The Modern Moravians.

BOOK FOUR.

THE MODERN MORAVIANS, 1857–1907.

WHEN the Brethren made their maiden speech in the Valley of Kunwald four hundred and fifty years ago, they little thought that they were founding a Church that would spread into every quarter of the civilized globe. If this narrative, however, has been written to any purpose, it has surely taught a lesson of great moral value; and that lesson is that the smallest bodies sometimes accomplish the greatest results. At no period have the Brethren been very strong in numbers; and yet, at every stage of their story, we find them in the forefront of the battle. Of all the Protestant Churches in England, the Moravian Church is the oldest; and wherever the Brethren have raised their standard, they have acted as pioneers. They were Reformers sixty years before Martin Luther. They were the first to adopt the principle that the Bible is the only standard of faith and practice. They were among the first to issue a translation of the Bible from the original Hebrew and Greek into the language of the people. They led the way, in the Protestant movement, in the catechetical instruction of children. They published the first Hymn Book known to history. They produced in Comenius the great pioneer of modern education. They saved the Pietist movement in Germany from an early grave; they prepared the way for the English Evangelical Revival; and, above all, by example rather than by precept, they aroused in the Protestant Churches of Christendom that zeal for the cause of foreign missions which some writers have described as the crowning glory of the nineteenth century. And now we have only one further land to explore.
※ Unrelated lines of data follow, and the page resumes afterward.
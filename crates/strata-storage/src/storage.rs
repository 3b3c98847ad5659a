use std::fmt;
use std::sync::atomic::{AtomicU64, Ordering};
use std::sync::Arc;

use strata_config::{ConsistencyChecks, StorageConfig};

use crate::arena::EntityTable;
use crate::builder::MutableEntityStorage;
use crate::consistency;
use crate::entity::Entity;
use crate::error::ConsistencyError;
use crate::id::{EntityId, SymbolicEntityId};
use crate::index::Indexes;
use crate::mapping::{ExternalEntityMapping, ExternalMappingKey, MappingValue, Mappings};
use crate::schema::{EntitySchema, EntityTypeRef};
use crate::source::EntitySource;

/// Storage behaviour fixed when the first snapshot of a lineage is created.
#[derive(Clone, Copy, Debug, PartialEq, Eq)]
pub struct StorageOptions {
    pub consistency_checks: ConsistencyChecks,
    pub page_size: usize,
}

impl Default for StorageOptions {
    fn default() -> Self {
        Self::from(&StorageConfig::default())
    }
}

impl From<&StorageConfig> for StorageOptions {
    fn from(config: &StorageConfig) -> Self {
        Self {
            consistency_checks: config.consistency_checks,
            page_size: config.effective_page_size(),
        }
    }
}

/// Identity shared by every snapshot and builder derived from one empty storage.
#[derive(Clone, Copy, Debug, PartialEq, Eq, Hash)]
pub(crate) struct Lineage(u64);

impl Lineage {
    fn fresh() -> Self {
        static NEXT: AtomicU64 = AtomicU64::new(1);
        Self(NEXT.fetch_add(1, Ordering::Relaxed))
    }
}

/// Tables behind a snapshot or a builder.
///
/// Cloning only bumps reference counts; builders copy individual pages and
/// index buckets on first write.
#[doc(hidden)]
#[derive(Clone, Debug)]
pub struct StorageData {
    pub(crate) schema: Arc<EntitySchema>,
    pub(crate) entities: EntityTable,
    pub(crate) indexes: Indexes,
    pub(crate) mappings: Mappings,
    /// `None` once every id has been handed out.
    pub(crate) next_id: Option<EntityId>,
    pub(crate) options: StorageOptions,
    pub(crate) lineage: Lineage,
}

impl StorageData {
    pub(crate) fn empty(schema: Arc<EntitySchema>, options: StorageOptions) -> Self {
        let indexes = Indexes::new(schema.len());
        Self {
            entities: EntityTable::new(options.page_size),
            indexes,
            mappings: Mappings::default(),
            next_id: Some(EntityId::first()),
            options,
            schema,
            lineage: Lineage::fresh(),
        }
    }
}

/// Read operations shared by snapshots and builders.
///
/// Lookups never fail: unknown ids, types and names yield `None` or empty results.
pub trait EntityStorageRead {
    #[doc(hidden)]
    fn storage_data(&self) -> &StorageData;

    fn schema(&self) -> &Arc<EntitySchema> {
        &self.storage_data().schema
    }

    /// Entities of `entity_type` in insertion order.
    ///
    /// The iterator is lazy and can be restarted by calling `entities` again
    /// or cloning it.
    fn entities<T: EntityTypeRef>(&self, entity_type: T) -> Entities<'_> {
        let data = self.storage_data();
        let ids = entity_type
            .resolve_type(&data.schema)
            .and_then(|type_id| data.indexes.of_type(type_id))
            .map(|ids| ids.iter());
        Entities {
            ids,
            table: &data.entities,
        }
    }

    fn entity_count<T: EntityTypeRef>(&self, entity_type: T) -> usize {
        let data = self.storage_data();
        entity_type
            .resolve_type(&data.schema)
            .and_then(|type_id| data.indexes.of_type(type_id))
            .map_or(0, |ids| ids.len())
    }

    /// Total number of entities.
    fn len(&self) -> usize {
        self.storage_data().entities.len()
    }

    fn is_empty(&self) -> bool {
        self.len() == 0
    }

    fn resolve(&self, id: EntityId) -> Option<Entity> {
        self.storage_data().entities.get(id).cloned()
    }

    fn contains(&self, id: EntityId) -> bool {
        self.storage_data().entities.contains(id)
    }

    fn resolve_symbolic(&self, symbolic_id: &SymbolicEntityId) -> Option<Entity> {
        let data = self.storage_data();
        let id = data.indexes.symbolic(symbolic_id)?;
        data.entities.get(id).cloned()
    }

    fn contains_symbolic(&self, symbolic_id: &SymbolicEntityId) -> bool {
        self.storage_data().indexes.symbolic(symbolic_id).is_some()
    }

    /// Entities whose source satisfies `filter`, in id order.
    fn entities_by_source(&self, filter: impl Fn(&EntitySource) -> bool) -> Vec<Entity> {
        let data = self.storage_data();
        let mut ids: Vec<EntityId> = data
            .indexes
            .by_source
            .keys()
            .filter(|source| filter(source))
            .flat_map(|source| data.indexes.by_source.get(source))
            .collect();
        ids.sort_unstable();
        ids.into_iter()
            .filter_map(|id| data.entities.get(id).cloned())
            .collect()
    }

    /// Entities of `entity_type` holding a symbolic reference to `symbolic_id`, in id order.
    fn referrers<T: EntityTypeRef>(
        &self,
        symbolic_id: &SymbolicEntityId,
        entity_type: T,
    ) -> Vec<Entity> {
        let data = self.storage_data();
        let Some(type_id) = entity_type.resolve_type(&data.schema) else {
            return Vec::new();
        };
        let mut referrers: Vec<Entity> = data
            .indexes
            .soft_links
            .get(symbolic_id)
            .filter_map(|id| data.entities.get(id))
            .filter(|entity| entity.type_id() == type_id)
            .cloned()
            .collect();
        referrers.sort_unstable_by_key(Entity::id);
        referrers
    }

    /// Entities of `entity_type` whose reference field `field` points at `parent`, in id order.
    fn children<T: EntityTypeRef>(&self, parent: EntityId, entity_type: T, field: &str) -> Vec<Entity> {
        let data = self.storage_data();
        let Some(type_id) = entity_type.resolve_type(&data.schema) else {
            return Vec::new();
        };
        let mut children: Vec<Entity> = data
            .indexes
            .referrers
            .get(&parent)
            .filter_map(|id| data.entities.get(id))
            .filter(|entity| {
                entity.type_id() == type_id
                    && entity
                        .field(field)
                        .is_some_and(|value| value.referenced_ids().contains(&parent))
            })
            .cloned()
            .collect();
        children.sort_unstable_by_key(Entity::id);
        children
    }

    /// Read-only view of the mapping named by `key`; empty when nothing was stored under it.
    fn get_external_mapping<T: MappingValue>(
        &self,
        key: &ExternalMappingKey<T>,
    ) -> ExternalEntityMapping<'_, T> {
        ExternalEntityMapping::new(self.storage_data().mappings.table(key))
    }

    /// Names of mappings holding at least one entry.
    fn mapping_names(&self) -> Vec<&'static str> {
        self.storage_data().mappings.names().collect()
    }

    /// Verifies referential integrity and index agreement.
    fn check_consistency(&self) -> Result<(), ConsistencyError> {
        consistency::check(self.storage_data())
    }
}

/// Lazy iterator over the entities of one type.
#[derive(Clone)]
pub struct Entities<'a> {
    ids: Option<indexmap::set::Iter<'a, EntityId>>,
    table: &'a EntityTable,
}

impl Iterator for Entities<'_> {
    type Item = Entity;

    fn next(&mut self) -> Option<Entity> {
        let ids = self.ids.as_mut()?;
        ids.find_map(|id| self.table.get(*id).cloned())
    }

    fn size_hint(&self) -> (usize, Option<usize>) {
        match &self.ids {
            Some(ids) => (0, Some(ids.len())),
            None => (0, Some(0)),
        }
    }
}

impl fmt::Debug for Entities<'_> {
    fn fmt(&self, f: &mut fmt::Formatter<'_>) -> fmt::Result {
        f.debug_struct("Entities")
            .field("remaining", &self.ids.as_ref().map_or(0, |ids| ids.len()))
            .finish()
    }
}

/// Immutable snapshot of the entity graph.
///
/// Snapshots are cheap to clone and safe to share across threads. They are
/// never modified; [`EntityStorage::to_builder`] starts a transaction that
/// produces a new snapshot.
#[derive(Clone)]
pub struct EntityStorage {
    data: Arc<StorageData>,
}

impl EntityStorage {
    pub fn empty(schema: Arc<EntitySchema>) -> Self {
        Self::with_options(schema, StorageOptions::default())
    }

    pub fn with_config(schema: Arc<EntitySchema>, config: &StorageConfig) -> Self {
        Self::with_options(schema, StorageOptions::from(config))
    }

    pub fn with_options(schema: Arc<EntitySchema>, options: StorageOptions) -> Self {
        Self::from_data(StorageData::empty(schema, options))
    }

    pub(crate) fn from_data(data: StorageData) -> Self {
        Self {
            data: Arc::new(data),
        }
    }

    pub(crate) fn data(&self) -> &StorageData {
        &self.data
    }

    /// Starts a builder on top of this snapshot.
    pub fn to_builder(&self) -> MutableEntityStorage {
        MutableEntityStorage::from_snapshot(self)
    }

    pub fn options(&self) -> StorageOptions {
        self.data.options
    }

    /// `true` when both handles refer to the same snapshot.
    pub fn ptr_eq(&self, other: &EntityStorage) -> bool {
        Arc::ptr_eq(&self.data, &other.data)
    }
}

impl EntityStorageRead for EntityStorage {
    fn storage_data(&self) -> &StorageData {
        &self.data
    }
}

impl fmt::Debug for EntityStorage {
    fn fmt(&self, f: &mut fmt::Formatter<'_>) -> fmt::Result {
        f.debug_struct("EntityStorage")
            .field("entities", &self.data.entities.len())
            .field("next_id", &self.data.next_id)
            .field("mappings", &self.data.mappings)
            .finish()
    }
}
As the Moravians are still among the least of the tribes of Israel, it is natural to ask why, despite their smallness, they maintain their separate existence, what part they are playing in the world, what share they are taking in the fight against the Canaanite, for what principles they stand, what methods they employ, what attitude they adopt towards other Churches, and what solution they offer of the social and religious problems that confront us at the opening of the twentieth century.